Bandwidth Trading Offers Gas, Power Parallels
As bandwidth trading moves from idea to reality, its evolution is looking more like the development of trading in the power and natural gas markets, according to Nick Cioll, senior vice-president for trading operations at RateXchange. Cioll spoke last Wednesday at NGI's GasMart/Power 2001 conference in Tampa, FL. He was joined by Louis Hunsucker, a bandwidth trader with Williams Communications, on a panel called "The Complete Utility: Adding Broadband."
"I would put [the current state of bandwidth trading] somewhere close to probably 1995 with power, probably 1990 in gas," he said. Cioll noted that most telecom companies last year spent a lot of time trying to digest the idea that bandwidth is a commodity and figuring out how to trade it. "This year, where they are today, they're basically saying 'OK, we understand that's where it's coming to; we understand that this is going to happen; we understand it's going to be a commodity,'" the executive added.
Cioll noted that the trading of monthly contracts in bandwidth is a recent phenomenon. "We don't see daily trading yet," he continued. As far as hourly trading goes, the executive said it will probably take three to four years before that type of trading materializes in broadband.

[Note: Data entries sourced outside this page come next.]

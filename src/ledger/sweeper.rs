use super::SessionLedger;
use std::{sync::Arc, time::Duration};
use tokio::{select, time::MissedTickBehavior};
use tokio_util::sync::CancellationToken;
use tracing::info;

const SWEEP_INTERVAL: Duration = Duration::from_secs(60);
const MAX_IDLE: Duration = Duration::from_secs(2 * 60 * 60);

/// Policy for closing dialogs that never saw their terminating message.
#[derive(Debug, Clone, Copy, PartialEq, Eq)]
pub struct SweepOption {
    /// How often the ledger is scanned.
    pub interval: Duration,
    /// A dialog silent for at least this long is closed.
    pub max_idle: Duration,
}

impl Default for SweepOption {
    fn default() -> Self {
        Self {
            interval: SWEEP_INTERVAL,
            max_idle: MAX_IDLE,
        }
    }
}

/// Close every dialog idle for `max_idle` through the regular update path.
/// Returns how many sessions were closed.
pub fn sweep_once(ledger: &SessionLedger, max_idle: Duration) -> usize {
    ledger.sweep_idle(max_idle)
}

pub async fn run_sweeper(
    ledger: Arc<SessionLedger>,
    option: SweepOption,
    cancel_token: CancellationToken,
) {
    let mut ticker = tokio::time::interval(option.interval);
    ticker.set_missed_tick_behavior(MissedTickBehavior::Delay);
    // the first tick completes immediately
    ticker.tick().await;
    info!(
        "session sweeper started, interval {:?} max idle {:?}",
        option.interval, option.max_idle
    );
    loop {
        select! {
            _ = cancel_token.cancelled() => {
                info!("session sweeper cancelled");
                break;
            }
            _ = ticker.tick() => {
                let closed = sweep_once(&ledger, option.max_idle);
                if closed > 0 {
                    info!("swept {} idle sessions, active {}", closed, ledger.active());
                }
            }
        }
    }
}
use rsip::{headers::*, Request, Response, StatusCode};


pub(super) const CALL_ID: &str = "a84b4c76e66710@pc33.atlanta.example.com";
pub(super) const ALICE_TAG: &str = "1928301774";
pub(super) const BOB_TAG: &str = "a6c85cf";
pub(super) const INVITE_BRANCH: &str = "z9hG4bK776asdhds";

/// Test helper to create a request from Alice to Bob
pub(super) fn create_request(
    method: rsip::Method,
    cseq: &str,
    branch: &str,
    to_tag: Option<&str>,
) -> Request {
    let to = match to_tag {
        Some(tag) => format!("Bob <sip:bob@biloxi.example.com>;tag={}", tag),
        None => "Bob <sip:bob@biloxi.example.com>".to_string(),
    };
    Request {
        method,
        uri: rsip::Uri::try_from("sip:bob@biloxi.example.com").unwrap(),
        headers: vec![
            Via::new(&format!(
                "SIP/2.0/UDP pc33.atlanta.example.com;branch={}",
                branch
            ))
            .into(),
            MaxForwards::new("70").into(),
            To::new(&to).into(),
            From::new(&format!(
                "Alice <sip:alice@atlanta.example.com>;tag={}",
                ALICE_TAG
            ))
            .into(),
            CallId::new(CALL_ID).into(),
            CSeq::new(cseq).into(),
        ]
        .into(),
        version: rsip::Version::V2,
        body: Default::default(),
    }
}

/// Test helper to create a response to Alice's INVITE transaction
pub(super) fn create_response(status: u16, cseq: &str, to_tag: Option<&str>) -> Response {
    let to = match to_tag {
        Some(tag) => format!("Bob <sip:bob@biloxi.example.com>;tag={}", tag),
        None => "Bob <sip:bob@biloxi.example.com>".to_string(),
    };
    Response {
        status_code: StatusCode::from(status),
        version: rsip::Version::V2,
        headers: vec![
            Via::new(&format!(
                "SIP/2.0/UDP pc33.atlanta.example.com;branch={}",
                INVITE_BRANCH
            ))
            .into(),
            To::new(&to).into(),
            From::new(&format!(
                "Alice <sip:alice@atlanta.example.com>;tag={}",
                ALICE_TAG
            ))
            .into(),
            CallId::new(CALL_ID).into(),
            CSeq::new(cseq).into(),
        ]
        .into(),
        body: Default::default(),
    }
}
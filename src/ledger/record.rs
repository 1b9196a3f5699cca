use crate::interpreter::{DialogKey, SessionEvent};
use tokio::time::Instant;

/// Lifecycle phase of one observed dialog.
#[derive(Debug, Clone, Copy, PartialEq, Eq)]
pub enum SessionPhase {
    /// INVITE seen, no final answer yet.
    Pending,
    /// 2xx or ACK seen.
    Confirmed,
    /// Failed, cancelled or hung up; the record is dropped on entry.
    Closed,
}

impl SessionPhase {
    pub fn is_counted(&self) -> bool {
        matches!(self, SessionPhase::Pending | SessionPhase::Confirmed)
    }

    /// Next phase for `event`, or `None` when the event has no effect in this
    /// phase. Retransmissions and late messages all land on `None`.
    pub fn next(&self, event: &SessionEvent) -> Option<SessionPhase> {
        match (self, event) {
            (SessionPhase::Pending, SessionEvent::SessionConfirmed { .. }) => {
                Some(SessionPhase::Confirmed)
            }
            (SessionPhase::Pending, SessionEvent::SessionFailed { .. }) => {
                Some(SessionPhase::Closed)
            }
            (SessionPhase::Confirmed, SessionEvent::SessionTerminating { .. }) => {
                Some(SessionPhase::Closed)
            }
            _ => None,
        }
    }
}

impl std::fmt::Display for SessionPhase {
    fn fmt(&self, f: &mut std::fmt::Formatter<'_>) -> std::fmt::Result {
        match self {
            SessionPhase::Pending => write!(f, "PENDING"),
            SessionPhase::Confirmed => write!(f, "CONFIRMED"),
            SessionPhase::Closed => write!(f, "CLOSED"),
        }
    }
}

/// Which way the initiating INVITE travelled, as told by the caller.
#[derive(Debug, Clone, Copy, PartialEq, Eq, Hash, Default)]
pub enum Direction {
    Inbound,
    Outbound,
    #[default]
    Unspecified,
}

impl std::fmt::Display for Direction {
    fn fmt(&self, f: &mut std::fmt::Formatter<'_>) -> std::fmt::Result {
        match self {
            Direction::Inbound => write!(f, "IN"),
            Direction::Outbound => write!(f, "OUT"),
            Direction::Unspecified => write!(f, "IN&OUT"),
        }
    }
}

/// Session counts broken down by direction.
#[derive(Debug, Clone, Copy, PartialEq, Eq, Default)]
pub struct DirectionCounts {
    pub inbound: usize,
    pub outbound: usize,
    pub unspecified: usize,
}

impl DirectionCounts {
    pub fn get(&self, direction: Direction) -> usize {
        match direction {
            Direction::Inbound => self.inbound,
            Direction::Outbound => self.outbound,
            Direction::Unspecified => self.unspecified,
        }
    }

    pub fn total(&self) -> usize {
        self.inbound + self.outbound + self.unspecified
    }

    pub(super) fn increment(&mut self, direction: Direction) {
        *self.slot(direction) += 1;
    }

    pub(super) fn decrement(&mut self, direction: Direction) {
        let slot = self.slot(direction);
        *slot = slot.saturating_sub(1);
    }

    fn slot(&mut self, direction: Direction) -> &mut usize {
        match direction {
            Direction::Inbound => &mut self.inbound,
            Direction::Outbound => &mut self.outbound,
            Direction::Unspecified => &mut self.unspecified,
        }
    }
}

pub(super) struct SessionRecord {
    /// From-tag of the INVITE is the local tag, the answering To-tag the
    /// remote one; the branch is the initiating transaction's.
    pub key: DialogKey,
    pub phase: SessionPhase,
    pub direction: Direction,
    pub created_seq: u64,
    pub last_seen: Instant,
}

impl SessionRecord {
    pub fn new(key: DialogKey, direction: Direction, created_seq: u64, now: Instant) -> Self {
        Self {
            key,
            phase: SessionPhase::Pending,
            direction,
            created_seq,
            last_seen: now,
        }
    }

    /// Whether a message keyed `key` belongs to this record's dialog.
    pub fn correlates(&self, key: &DialogKey) -> bool {
        if self.key.call_id != key.call_id {
            return false;
        }
        if &self.key == key || (self.key.branch.is_none() && self.key.from_tag.is_none()) {
            return true;
        }
        if key.branch.is_some() && key.branch == self.key.branch {
            return true;
        }
        match (self.key.from_tag.as_deref(), self.phase, self.key.to_tag.as_deref()) {
            (Some(local), SessionPhase::Confirmed, Some(remote)) => key.has_tag_pair(local, remote),
            (Some(local), _, _) => key.from_tag.as_deref() == Some(local) && key.to_tag.is_some(),
            // untagged caller: the answering tag alone names the dialog
            (None, SessionPhase::Confirmed, Some(remote)) => {
                key.from_tag.as_deref() == Some(remote) || key.to_tag.as_deref() == Some(remote)
            }
            (None, _, _) => false,
        }
    }

    /// Adopt the remote tag carried by `key` while the dialog is still early.
    /// A confirmed dialog keeps the tag it was confirmed with.
    pub fn learn_remote_tag(&mut self, key: &DialogKey) {
        if self.phase == SessionPhase::Confirmed {
            return;
        }
        let remote = match self.key.from_tag.as_deref() {
            Some(local) => key.peer_tag_of(local),
            None => key.to_tag.as_deref(),
        };
        if let Some(remote) = remote {
            self.key.to_tag = Some(remote.to_string());
        }
    }

    /// The event that closes this record from its current phase.
    pub fn closing_event(&self) -> SessionEvent {
        let key = self.key.clone();
        match self.phase {
            SessionPhase::Confirmed => SessionEvent::SessionTerminating { key },
            _ => SessionEvent::SessionFailed { key },
        }
    }
}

For his part, Hunsucker said he believes in the feasibility of bandwidth trading. "I'm not going to be one of those guys who says telecom's not like power and gas, you can't do it," Hunsucker said. "It can be done," he added. But the trader also highlighted several hurdles facing today's bandwidth market that need to be overcome. Those obstacles include issues related to interconnectivity and quality of service, among others.